Este é o clássico concerto de apresentação, é mesmo para ouvir o disco novo. Vou tocar algumas coisas mais recentes, a solo, não vou tocar nada de Delfins, nem sequer nada muito antigo meu a solo, vou até 2018 mais ou menos, não vou abaixo disso. Porque este é um espectáculo diferente, para conseguir casar os temas do lado “Noite” com os temas do lado “Dia”, teve que se estrear um espectáculo onde a imagem tem muita importância, onde a própria cenografia e encenação tem muita importância. É um espectáculo único, feito para o Maria Matos, se tudo correr bem e as coisas abrirem poderei replicá-lo a partir de Janeiro pelos auditórios e teatros portugueses, mas é um espectáculo feito para gente sentada, porque principalmente o lado “Noite” foi feito dessa maneira, para as pessoas, sensorialmente, irem tendo uma experiência um bocadinho diferente do que nos espectáculos de ar livre, pop, que faço habitualmente. O Rui Maia vai estar em palco, nalguns temas, os outros convidados também, o Co$tanza, o Pedro de Tróia vai lá cantar o “A Ver o Mar”.
Agora deixamos de lado a tua carreira a solo e regressamos à tua carreira com banda. Na tua opinião, por que é que a certa altura, algures no início do século, toda a gente passou a embirrar com os Delfins? Ficava bem dizer mal dos Delfins.

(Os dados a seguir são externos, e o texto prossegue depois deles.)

//! Tiered retention for the local backup root.
//!
//! An entry is kept when it is recent, when it is a Monday inside the weekly
//! window, or when it is the second Monday of its month. Nothing is deleted
//! until enough recent entries exist.

use crate::config::LocalRetentionConfig;
use crate::date_key::DateKey;
use crate::fs::walker::{walk_directory, WalkOptions};
use crate::utils::Result;
use chrono::{Datelike, NaiveDateTime, NaiveTime, Weekday};
use std::ops::RangeInclusive;
use std::path::{Path, PathBuf};
use tracing::{info, warn};

/// Days of month on which the second Monday falls
const SECOND_MONDAY: RangeInclusive<u32> = 8..=14;

#[derive(Debug, Clone, Copy, PartialEq, Eq)]
pub struct LocalPolicy {
    pub recent_days: i64,
    pub min_recent: usize,
    pub weekly_days: i64,
}

impl Default for LocalPolicy {
    fn default() -> Self {
        Self::from(&LocalRetentionConfig::default())
    }
}

impl From<&LocalRetentionConfig> for LocalPolicy {
    fn from(config: &LocalRetentionConfig) -> Self {
        Self {
            recent_days: config.recent_days,
            min_recent: config.min_recent,
            weekly_days: config.weekly_days,
        }
    }
}

/// Outcome of evaluating the policy over a set of entry names
#[derive(Debug, Clone, Default, PartialEq, Eq)]
pub struct LocalPlan {
    /// Dated entries outside every keep rule
    pub expired: Vec<String>,
    /// Entries kept by the recent window
    pub recent: usize,
    /// True when `recent < min_recent` and deletions are held back
    pub held_back: bool,
}

impl LocalPlan {
    /// Entries to delete this run
    pub fn deletions(&self) -> &[String] {
        if self.held_back {
            &[]
        } else {
            &self.expired
        }
    }
}

impl LocalPolicy {
    fn keeps(&self, key: &DateKey, age_days: i64) -> bool {
        let date = key.date();
        let monday = date.weekday() == Weekday::Mon;
        age_days <= self.recent_days
            || (monday && age_days <= self.weekly_days)
            || (monday && SECOND_MONDAY.contains(&date.day()))
    }

    /// Decide which entries fall out of the policy. Names without a trailing
    /// date key are ignored.
    pub fn evaluate<S: AsRef<str>>(&self, names: &[S], now: NaiveDateTime) -> LocalPlan {
        let mut plan = LocalPlan::default();

        for name in names {
            let name = name.as_ref();
            let Some(key) = DateKey::parse_suffix(name) else {
                continue;
            };
            let midnight = key.date().and_time(NaiveTime::MIN);
            let age_days = (now - midnight).num_days();

            if age_days <= self.recent_days {
                plan.recent += 1;
            }
            if !self.keeps(&key, age_days) {
                plan.expired.push(name.to_string());
            }
        }

        plan.held_back = plan.recent < self.min_recent;
        plan
    }
}

/// Apply the policy to the entries directly under `root`, returning what was removed.
pub fn prune_local(root: &Path, now: NaiveDateTime, policy: &LocalPolicy) -> Result<Vec<PathBuf>> {
    if !root.is_dir() {
        return Ok(Vec::new());
    }

    let options = WalkOptions { include_dirs: true };
    let entries = walk_directory(root, options)?;
    let names: Vec<&str> = entries.iter().map(|e| e.name.as_str()).collect();
    let plan = policy.evaluate(&names, now);

    if plan.held_back {
        if !plan.expired.is_empty() {
            warn!(
                "Only {} recent backup(s) (need {}), keeping {} expired entr(ies) for now",
                plan.recent,
                policy.min_recent,
                plan.expired.len()
            );
        }
        return Ok(Vec::new());
    }

    let mut removed = Vec::with_capacity(plan.expired.len());
    for entry in entries.iter().filter(|e| plan.expired.contains(&e.name)) {
        if entry.is_dir {
            std::fs::remove_dir_all(&entry.path)?;
        } else {
            std::fs::remove_file(&entry.path)?;
        }
        info!("Removed old backup {}", entry.path.display());
        removed.push(entry.path.clone());
    }

    Ok(removed)
}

É natural que isso aconteça porque é um país pequeno, os Delfins tiveram uma exposição tão grande, aliada à minha exposição na televisão, em que fiz uma série de programas de televisão em que tinha quase 3 milhões de pessoas a ver. Aqueles dois discos venderam tanto, quer O Caminho da Felicidade quer o Saber Amar, passado um ano venderam meio milhão de discos, acho que foi uma coisa… ficou tudo assoberbado, nós andávamos lá no meio do turbilhão nem pensávamos muito nisso, dávamos tipo 110 concertos por ano, nem sequer tínhamos muito tempo para pensar no alcance daquilo, mas realmente foi tão grande, tão grande para o nosso país que é natural que depois haja uma ressaca. Nós se calhar também nos pusemos um bocadinho a jeito porque não seguimos a receita, podíamos ter ficado a fazer o mesmo estilo de música desde essa altura e estar ainda até hoje, cristalizar o grupo naquele som e continuar em pré-reforma a fazer música. Mas não o quisemos fazer e tentámos fazer coisas diferentes, que não resultaram comercialmente tão bem e acho que isso também fez com que essa moda de bater no ceguinho pegasse. Agora, é normal, depois houve um tipo do stand-up no Levanta-te e Ri que disse uma boca, o outro também disse, as pessoas riram-se, depois usavam isso até como uma muleta, «epá qual é a próxima piada, não me lembro da próxima piada, ah – Delfins». Agora, os grupos que têm essa exposição põem-se um bocado a jeito.
Para 2022 estão agendados concertos dos Delfins. Isto é uma reunião só para tocar ao vivo ou vem aí música nova?
Não, não, é tocar ao vivo, só. Além de concertos existirão jantares, sim, mas no fundo é uma celebração, o título destes espectáculos é mesmo esse, Celebração, vamos celebrar as nossas canções e aí sim, a nossa setlist será porventura uma setlist retirada directamente de 1996-97, vamos fazer aquilo de “give the people what they want”, completamente, com alguns elementos mais contemporâneos, em termos cénicos, em termos tecnológicos, mas vamos fazer um concerto de singles, a abrir do princípio ao fim, são espectáculos que terão início no Rock in Rio e depois já exstem uma série de datas, de que não posso falar mas vão ser mais de 2 ou 3. Mas será apenas isso, será um tempo em que vamos tocar ao vivo e depois faremos o último espectáculo e dizemos adeus. É apenas para celebrar as canções, não há nenhuma ideia de reatar a carreira, de escrever novas canções, não penso que faça muito sentido isso no caso dos Delfins.